Collected data:
---*---

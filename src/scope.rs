use rustc_hash::FxHashMap;

/// Identifies a scope within one parsed tree. Assigned in build order; only
/// meaningful as a key into that tree's [`ParentIndex`].
pub type ScopeId = u32;

#[derive(Debug, Clone, Copy, PartialEq, Eq)]
pub enum ScopeKind {
    Module,
    Class,
    Function,
}

/// A module, class, or function-like scope in the parsed tree.
///
/// The tree owns its nodes top-down; parent links are not stored here but
/// derived on demand into a [`ParentIndex`].
#[derive(Debug)]
pub struct ScopeNode {
    pub id: ScopeId,
    pub kind: ScopeKind,
    /// Absent only for the module scope.
    pub name: Option<String>,
    /// 1-based line of the `def`/`class` keyword; 1 for the module scope.
    /// Decorators above a definition are not part of the declaration line.
    pub line: usize,
    pub body: Vec<Statement>,
}

/// One statement in a scope's body, reduced to what fold computation needs.
#[derive(Debug)]
pub enum Statement {
    /// A class or function definition appearing directly in the body.
    Scope(ScopeNode),
    /// A bare string-literal expression statement. `line` is where the
    /// literal begins; `closing_line` is where its text ends, which is the
    /// line fold resolution anchors on.
    StringLiteral { line: usize, closing_line: usize },
    /// Any other statement. Definitions nested inside it (a method under an
    /// `if`, a function in a `try` arm) are collected into `nested` so the
    /// scope walk still discovers them.
    Other { line: usize, nested: Vec<ScopeNode> },
}

impl ScopeNode {
    /// Scopes directly enclosed by this one, wherever they sit in the body.
    pub fn child_scopes(&self) -> impl Iterator<Item = &ScopeNode> {
        self.body.iter().flat_map(|statement| {
            let scopes: &[ScopeNode] = match statement {
                Statement::Scope(scope) => std::slice::from_ref(scope),
                Statement::Other { nested, .. } => nested,
                Statement::StringLiteral { .. } => &[],
            };
            scopes.iter()
        })
    }

    /// Whether the first body statement is a bare string literal.
    pub fn has_docstring(&self) -> bool {
        matches!(self.body.first(), Some(Statement::StringLiteral { .. }))
    }

    /// The line this scope's docstring literal closes on, if it has one.
    pub fn docstring_closing_line(&self) -> Option<usize> {
        match self.body.first() {
            Some(Statement::StringLiteral { closing_line, .. }) => Some(*closing_line),
            _ => None,
        }
    }
}

/// A parsed buffer: the scope tree plus the line snapshot it was built from,
/// kept for textual delimiter inspection.
#[derive(Debug)]
pub struct ScopeTree {
    root: ScopeNode,
    lines: Vec<String>,
}

impl ScopeTree {
    pub(crate) fn new(root: ScopeNode, lines: Vec<String>) -> Self {
        ScopeTree { root, lines }
    }

    pub fn root(&self) -> &ScopeNode {
        &self.root
    }

    pub fn lines(&self) -> &[String] {
        &self.lines
    }

    /// Every scope in the tree, module included, in discovery order.
    pub fn scopes(&self) -> Scopes<'_> {
        Scopes { stack: vec![&self.root] }
    }

    /// Scopes whose first body statement is a bare string literal.
    pub fn docstring_scopes(&self) -> impl Iterator<Item = &ScopeNode> {
        self.scopes().filter(|scope| scope.has_docstring())
    }

    /// Build the child-to-parent lookup in a single pass over the tree.
    ///
    /// Derived lazily rather than stored in the nodes: callers that never
    /// compute identities never pay for it, and the tree keeps single-owner
    /// links only.
    pub fn parent_index(&self) -> ParentIndex<'_> {
        let mut parents = FxHashMap::default();
        let mut stack = vec![&self.root];
        while let Some(scope) = stack.pop() {
            for child in scope.child_scopes() {
                parents.insert(child.id, scope);
                stack.push(child);
            }
        }
        ParentIndex { parents }
    }
}

/// Depth-first scope iterator. Order is discovery order, not source order.
pub struct Scopes<'t> {
    stack: Vec<&'t ScopeNode>,
}

impl<'t> Iterator for Scopes<'t> {
    type Item = &'t ScopeNode;

    fn next(&mut self) -> Option<Self::Item> {
        let scope = self.stack.pop()?;
        self.stack.extend(scope.child_scopes());
        Some(scope)
    }
}

/// Non-owning child-to-parent lookup over one tree's scopes.
pub struct ParentIndex<'t> {
    parents: FxHashMap<ScopeId, &'t ScopeNode>,
}

impl<'t> ParentIndex<'t> {
    /// The scope immediately enclosing `id`; `None` for the module root.
    pub fn parent_of(&self, id: ScopeId) -> Option<&'t ScopeNode> {
        self.parents.get(&id).copied()
    }
}

#[cfg(test)]
mod tests {
    use indoc::indoc;

    use crate::parser::parse_source;

    #[test]
    fn walk_discovers_scopes_nested_in_compound_statements() {
        let tree = parse_source(indoc! {r#"
            import sys

            if sys.version_info >= (3, 8):
                def compat():
                    """New implementation."""
            else:
                def compat():
                    """Fallback."""
        "#})
        .unwrap();

        let names: Vec<_> = tree
            .scopes()
            .filter_map(|scope| scope.name.clone())
            .collect();
        assert_eq!(names.iter().filter(|n| *n == "compat").count(), 2);
    }

    #[test]
    fn parent_index_links_methods_to_their_class() {
        let tree = parse_source(indoc! {r#"
            class Widget:
                def draw(self):
                    """Render the widget."""
        "#})
        .unwrap();
        let parents = tree.parent_index();

        let draw = tree
            .scopes()
            .find(|scope| scope.name.as_deref() == Some("draw"))
            .unwrap();
        let parent = parents.parent_of(draw.id).unwrap();
        assert_eq!(parent.name.as_deref(), Some("Widget"));
        assert!(parents.parent_of(tree.root().id).is_none());
    }
}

---*---

What you should do ::
Copy out the lines above with "this" in them.

Task response ::
    /// Scopes directly enclosed by this one, wherever they sit in the body.
    /// The line this scope's docstring literal closes on, if it has one.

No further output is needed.